Atta Kwami (14 September 1956 – 6 October 2021) was a Ghanaian painter, printmaker, independent art historian and curator. He was educated and taught at the Kwame Nkrumah University of Science and Technology (KNUST), Kumasi, Ghana, and in the United Kingdom. He created works that improvise form and colour and speak to uniquely Ghanaian architecture and African strip-woven textiles, including those of the Kente, the Ewe and Asante of Ghana.

==Early life and education==
Born George Atta Kwami in 1956 in Accra to Robert Kwami, a music teacher, and prominent first generation Ghanaian contemporary artist Grace Kwami (nee Anku), he studied, and later taught, at the KNUST in Kumasi, Ghana. In 2007, he received a PhD in art history at the Open University for his work for contemporary Ghanaian artists, subsequently published as Kumasi Realism, 1951–2007: An African Modernism (Hurst & Company, 2013).

== Career ==
Kwami was awarded the title of 1st Thoyer Distinguished Visiting Scholar in New York University, New York, from 30 September to 8 October 2008.

Kwami also held the Philip L. Ravenhill Fellowship (UCLA) at the Smithsonian Institution, National Museum of African Art, Washington, DC, from 1 March to 31 May 2010.

He was Artist-in-Residence at the University of Michigan, Graduate School of Art & Design, in January 2011.

Kwami won the Janet L. Stanley Travel Award to attend the Fifteenth Triennial Symposium on African Art entitled "Africa and its Diasporas in the Market Place: Cultural Resources and the Global Economy" at the University of California, Los Angeles, from 23 to 26 March 2011.

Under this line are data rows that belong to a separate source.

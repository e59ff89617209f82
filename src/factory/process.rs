//! 活动进程
//!
//! 一个活动实例的显式状态机：
//! `Requested → Checking → {Rejected | Acquiring → Running → Releasing → Completed}`。
//! 进程在挂起点（等待资源、等待加工时长）停下，由 [`ResumeProcess`] 事件恢复；
//! 两个挂起点之间的状态转移在一次事件执行内完成。延迟获取模式下，每取走或归还一个实例
//! 也是一个挂起点。

use std::collections::VecDeque;

use tracing::{debug, error, info, trace, warn};

use super::constraint::{self, FailureCode};
use super::engine::AcquireMode;
use super::id::{ActivityKey, ProcessId};
use super::log::Action;
use super::needs::Needs;
use super::pool::{Acquire, ResourceInstance};
use super::usage::{CompletedUsage, UsageOutcome, UsageRecord};
use super::world::FactoryWorld;
use crate::operator::ActivityRequest;
use crate::plan::PlannedActivity;
use crate::sim::{Event, SimTime, Simulator, World, world_mut};
use crate::viz::VizEventKind;

#[derive(Debug, Clone, Copy, PartialEq, Eq)]
pub enum ProcessState {
    Requested,
    Checking,
    Rejected(FailureCode),
    Acquiring,
    Running,
    Releasing,
    Completed,
}

impl ProcessState {
    pub fn is_terminal(self) -> bool {
        matches!(self, ProcessState::Rejected(_) | ProcessState::Completed)
    }
}

#[derive(Debug)]
pub struct ActivityProcess {
    pid: ProcessId,
    key: ActivityKey,
    duration: SimTime,
    needs: Needs,
    activity: PlannedActivity,
    state: ProcessState,
    /// 尚未拿到的实例，每个元素是一个资源组
    pending: VecDeque<usize>,
    held: Vec<ResourceInstance>,
    /// 加工结束后尚未归还的实例
    releasing: VecDeque<ResourceInstance>,
    request_time: SimTime,
    retrieve_time: Option<SimTime>,
    start_time: Option<SimTime>,
}

impl ActivityProcess {
    pub(crate) fn new(
        pid: ProcessId,
        request: ActivityRequest,
        activity: PlannedActivity,
        now: SimTime,
    ) -> Self {
        Self {
            pid,
            key: request.key,
            duration: request.duration,
            needs: request.needs,
            activity,
            state: ProcessState::Requested,
            pending: VecDeque::new(),
            held: Vec::new(),
            releasing: VecDeque::new(),
            request_time: now,
            retrieve_time: None,
            start_time: None,
        }
    }

    pub fn pid(&self) -> ProcessId {
        self.pid
    }

    pub fn key(&self) -> ActivityKey {
        self.key
    }

    pub fn state(&self) -> ProcessState {
        self.state
    }

    pub fn held(&self) -> &[ResourceInstance] {
        &self.held
    }

    /// 资源池把归还的实例直接交给本进程
    pub(crate) fn grant(&mut self, inst: ResourceInstance) {
        debug_assert_eq!(self.pending.front(), Some(&inst.group));
        self.pending.pop_front();
        self.held.push(inst);
    }

    /// 从当前状态推进到下一个挂起点或终止状态。
    #[tracing::instrument(skip(self, sim, w), fields(pid = self.pid.0, key = %self.key, now = ?sim.now()))]
    pub(crate) fn resume(&mut self, sim: &mut Simulator, w: &mut FactoryWorld) {
        let now = sim.now();
        let deferred = w.config().acquire_mode == AcquireMode::Deferred;
        loop {
            match self.state {
                ProcessState::Requested => {
                    self.state = ProcessState::Checking;
                }
                ProcessState::Checking => {
                    let code = constraint::check(
                        &w.pool,
                        &w.log,
                        self.key,
                        &self.activity,
                        &self.needs,
                        now,
                    );
                    if let Some(code) = code {
                        self.state = ProcessState::Rejected(code);
                        w.reject(self.key, now, code);
                        return;
                    }
                    // 第一个实例在检查的同一步里请求
                    self.pending = self.needs.units().collect();
                    self.state = ProcessState::Acquiring;
                    trace!(units = self.pending.len(), "约束满足，开始获取资源");
                }
                ProcessState::Acquiring => {
                    if let Some(&group) = self.pending.front() {
                        match w.pool.acquire(group, self.pid) {
                            Acquire::Ready(inst) => {
                                self.grant(inst);
                                w.viz_push(now, self.key, VizEventKind::Acquire {
                                    group,
                                    resource_id: inst.id,
                                });
                                // 延迟模式：实例已取走，进程在下一个事件中才继续
                                if deferred {
                                    sim.schedule_now(ResumeProcess { pid: self.pid });
                                    return;
                                }
                                continue;
                            }
                            Acquire::Parked => {
                                debug!(group, "资源已被占用，进程在资源池中挂起");
                                w.stats.parked += 1;
                                w.viz_push(now, self.key, VizEventKind::Park { group });
                                return;
                            }
                        }
                    }
                    self.retrieve_time = Some(now);
                    self.start_time = Some(now);
                    self.state = ProcessState::Running;
                    w.log.record(self.key, Action::Start, now);
                    w.viz_push(now, self.key, VizEventKind::Start);
                    debug!(duration = ?self.duration, "▶️ 活动开始加工");
                    sim.schedule(now.after(self.duration), ResumeProcess { pid: self.pid });
                    return;
                }
                ProcessState::Running => {
                    w.log.record(self.key, Action::End, now);
                    w.viz_push(now, self.key, VizEventKind::End);
                    self.releasing = self.held.iter().copied().collect();
                    self.state = ProcessState::Releasing;
                }
                ProcessState::Releasing => {
                    if let Some(inst) = self.releasing.pop_front() {
                        w.release(inst, self.key, sim);
                        // 延迟模式：每归还一个实例是单独的一步
                        if deferred {
                            sim.schedule_now(ResumeProcess { pid: self.pid });
                            return;
                        }
                        continue;
                    }
                    let resources = std::mem::take(&mut self.held);
                    let (Some(retrieve), Some(start)) = (self.retrieve_time, self.start_time)
                    else {
                        warn!("进程未记录开始时间，放弃写入使用记录");
                        return;
                    };
                    w.complete(UsageRecord {
                        key: self.key,
                        outcome: UsageOutcome::Completed(CompletedUsage {
                            needs: self.needs.clone(),
                            resources,
                            request: self.request_time,
                            retrieve,
                            start,
                            finish: now,
                        }),
                    });
                    self.state = ProcessState::Completed;
                    info!(start = ?start, finish = ?now, "✅ 活动完成");
                    return;
                }
                ProcessState::Rejected(_) | ProcessState::Completed => {
                    warn!(state = ?self.state, "进程已终止，忽略恢复");
                    return;
                }
            }
        }
    }
}

/// 事件：恢复一个挂起的活动进程
#[derive(Debug)]
pub struct ResumeProcess {
    pub pid: ProcessId,
}

impl Event for ResumeProcess {
    fn execute(self: Box<Self>, sim: &mut Simulator, world: &mut dyn World) {
        let ResumeProcess { pid } = *self;
        let Some(w) = world_mut::<FactoryWorld>(world) else {
            error!(pid = pid.0, "世界类型不是 FactoryWorld，无法恢复进程");
            return;
        };
        w.resume(pid, sim);
    }
}
//! 资源使用记录
//!
//! 每个计划活动在仿真开始前都有一条占位记录（未处理）；只有活动成功完成时才整体覆盖为完整记录，
//! 因此外部不会观察到只填了一半的记录。

use super::id::ActivityKey;
use super::needs::Needs;
use super::pool::ResourceInstance;
use crate::sim::SimTime;

/// 一次成功完成的活动执行
#[derive(Debug, Clone, PartialEq, Eq)]
pub struct CompletedUsage {
    pub needs: Needs,
    pub resources: Vec<ResourceInstance>,
    pub request: SimTime,
    pub retrieve: SimTime,
    pub start: SimTime,
    pub finish: SimTime,
}

#[derive(Debug, Clone, PartialEq, Eq)]
pub enum UsageOutcome {
    /// 占位：被拒绝、从未派发，或在仿真截止时仍未完成（时间戳视为 +inf）
    NotProcessed,
    Completed(CompletedUsage),
}

#[derive(Debug, Clone, PartialEq, Eq)]
pub struct UsageRecord {
    pub key: ActivityKey,
    pub outcome: UsageOutcome,
}

impl UsageRecord {
    pub fn sentinel(key: ActivityKey) -> Self {
        Self {
            key,
            outcome: UsageOutcome::NotProcessed,
        }
    }

    pub fn completed(&self) -> Option<&CompletedUsage> {
        match &self.outcome {
            UsageOutcome::Completed(c) => Some(c),
            UsageOutcome::NotProcessed => None,
        }
    }

    pub fn is_processed(&self) -> bool {
        self.completed().is_some()
    }

    pub fn start(&self) -> Option<SimTime> {
        self.completed().map(|c| c.start)
    }

    pub fn finish(&self) -> Option<SimTime> {
        self.completed().map(|c| c.finish)
    }
}
use serde::{Deserialize, Serialize};

/// 可视化事件类型
#[derive(Debug, Clone, PartialEq, Eq, Serialize, Deserialize)]
#[serde(tag = "kind", rename_all = "snake_case")]
pub enum VizEventKind {
    /// 工厂/计划元信息（作为 t=0 的第一条事件）
    Meta {
        resources: Vec<VizResourceInfo>,
        products: Vec<VizProductInfo>,
    },
    /// 调度器派发了一个活动
    Dispatch { pid: usize, duration: u64 },
    /// 约束检查未通过
    Reject { code: String },
    /// 取得一个资源实例
    Acquire { group: usize, resource_id: usize },
    /// 资源不足，进程在资源池中挂起
    Park { group: usize },
    /// 开始加工
    Start,
    /// 加工结束
    End,
    /// 归还一个资源实例
    Release { group: usize, resource_id: usize },
}

#[derive(Debug, Clone, PartialEq, Eq, Serialize, Deserialize)]
pub struct VizResourceInfo {
    pub group: usize,
    pub name: String,
    pub capacity: usize,
}

#[derive(Debug, Clone, PartialEq, Eq, Serialize, Deserialize)]
pub struct VizProductInfo {
    pub index: usize,
    pub product_id: u64,
    pub name: String,
    pub deadline: u64,
}

/// 一个可回放的事件（JSON）
#[derive(Debug, Clone, PartialEq, Eq, Serialize, Deserialize)]
pub struct VizEvent {
    /// 仿真时间（和 `SimTime.0` 同口径）
    pub t: u64,
    #[serde(skip_serializing_if = "Option::is_none")]
    pub product: Option<usize>,
    #[serde(skip_serializing_if = "Option::is_none")]
    pub activity: Option<usize>,
    #[serde(flatten)]
    pub kind: VizEventKind,
}

/// 一个简单的事件收集器（存内存，仿真结束写 JSON 文件）
#[derive(Debug, Default)]
pub struct VizLogger {
    pub events: Vec<VizEvent>,
}

impl VizLogger {
    pub fn push(&mut self, ev: VizEvent) {
        self.events.push(ev);
    }
}
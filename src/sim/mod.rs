//! 仿真核心模块
//!
//! 此模块包含离散事件仿真的核心组件：仿真时间、事件与世界、仿真器。

// 子模块声明
mod event;
mod scheduled_event;
mod simulator;
mod time;

// 重新导出公共接口
pub use event::{Event, World, world_mut};
pub use scheduled_event::{Priority, ScheduledEvent};
pub use simulator::Simulator;
pub use time::SimTime;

Between 14 and 26 August 2011, Kwami undertook the Howard Kestenbaum/Vijay Paramsothy International Fellowship at Haystack Mountain School of Crafts, Maine, USA.

In 2021, he won the Maria Lassnig Prize from the Maria Lassnig Foundation in Vienna and the Serpentine Galleries in the UK.

== Exhibitions ==
Kwami's work has been exhibited in the Metropolitan Museum of Art in New York, National Museum of African Art, National Museum of Ghana, National Museum of Kenya, Victoria and Albert Museum, the World Museum, and the British Museum.

==Personal life==

In 1992, Kwami married Pamela Clarkson, a painter and printmaker, whom he had met in 1991 when she set up a printmaking studio at the College of Art, Kwame Nkrumah University of Science and Technology. They divided their time between Kumasi, Ghana, and Loughborough, United Kingdom.

He died of cancer in the UK on 6 October 2021.